Enabling the right decisions
Share information important to their domain. How your deadlines are doing, what’s
changed and what’s getting in the way. Just tell it how it is.
● What you’re working on
● Sprint status
● Resources issues
● Velocity issues
● Staffing issues
● Scope changes
Protecting them from bad decisions
Don’t share everything, there are some things they don’t need to know.
There are things we have to do, to do our job, these can be viewed as “waste”
● Automated Testing
● Code Quality/Clarity
● Estimate padding
● Experimental coding
Speak their language
When talking to management, listen to how they speak and mirror that language.
Remember, they don’t understand your domain, so constantly mentioning technical
phrases will make them feel stupid and they’ll get defensive.
You want them to understand you and appreciate your input.
Don’t get defensive. Explain your position calmly and accurately.
Speak their language, an example
“We need to refactor the codebase, it’s too just messy and ugly, our coders don’t
like working in it. We need to ensure code quality.”
● Uses language from your domain, not theirs, so it’s hard to understand
● Appeals to something important to you and unimportant to them (code quality)
“Our code’s current state is buggy. It’s slowing us down, which is affecting
deadlines, and it’s getting worse week by week. We need to tackle this issue.”
● Doesn’t use any confusing, domain specific language, so it’s easy to understand
● Explains how it will affect the business
It’s an investment
It takes time, but it's a worthwhile investment
It becomes second nature after while
It can have amazing results
If you’re not willing to put in the effort, things won’t get better.

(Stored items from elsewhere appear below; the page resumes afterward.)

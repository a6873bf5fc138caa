use once_cell::sync::Lazy;
use regex::Regex;

use crate::fetcher::{Fetcher, LookupError, MediaKind};

/// Fixed marker the rating is scraped from on the book page.
static RATING_MARKER: Lazy<Regex> =
    Lazy::new(|| Regex::new(r#"itemprop="ratingValue"[^>]*>([0-9.]+)"#).unwrap());

/// Community rating site, fetched through a CORS relay passthrough.
pub struct Goodreads {
    base: String,
    relay_base: String,
}

impl Goodreads {
    pub fn new(base: impl Into<String>, relay_base: impl Into<String>) -> Self {
        Self {
            base: base.into(),
            relay_base: relay_base.into(),
        }
    }

    pub fn book_url(&self, goodreads_id: &str) -> String {
        format!("{}/book/show/{}", self.base, goodreads_id)
    }

    /// Average rating for a book page, as a two-decimal string. `Ok(None)`
    /// when the page has no rating marker.
    pub async fn fetch_rating(
        &self,
        fetcher: &Fetcher,
        goodreads_id: &str,
    ) -> Result<Option<String>, LookupError> {
        let page = self.book_url(goodreads_id);
        let url = format!("{}{}", self.relay_base, urlencoding::encode(&page));
        let Some(html) = fetcher.get_text(&url, MediaKind::Html).await? else {
            return Ok(None);
        };
        Ok(extract_rating(&html))
    }
}

pub(crate) fn extract_rating(html: &str) -> Option<String> {
    RATING_MARKER
        .captures(html)
        .and_then(|caps| caps[1].parse::<f64>().ok())
        .map(|rating| format!("{:.2}", rating))
}

#[cfg(test)]
mod tests {
    use super::*;

    #[test]
    fn extracts_rating_from_marker() {
        let html = r#"<span itemprop="ratingValue" content>4.37</span>"#;
        assert_eq!(extract_rating(html).as_deref(), Some("4.37"));
    }

    #[test]
    fn pads_rating_to_two_decimals() {
        let html = r#"<span itemprop="ratingValue">4.5</span>"#;
        assert_eq!(extract_rating(html).as_deref(), Some("4.50"));
    }

    #[test]
    fn missing_marker_yields_none() {
        assert_eq!(extract_rating("<html><body>no ratings here</body></html>"), None);
        assert_eq!(extract_rating(r#"itemprop="ratingValue">"#), None);
    }
}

This skill lasts a lifetime
TL;DR: The key points
Under Promise Over Deliver
Speak their language
Earn their trust
Trust yourself to be the domain expert
“Judge a man by his questions rather than by his answers.”
“I needed content for this slide, so I added quotes.”
- Barry O Sullivan
Learn to communicate with business owners so you can deliver value without sacrificing required quality.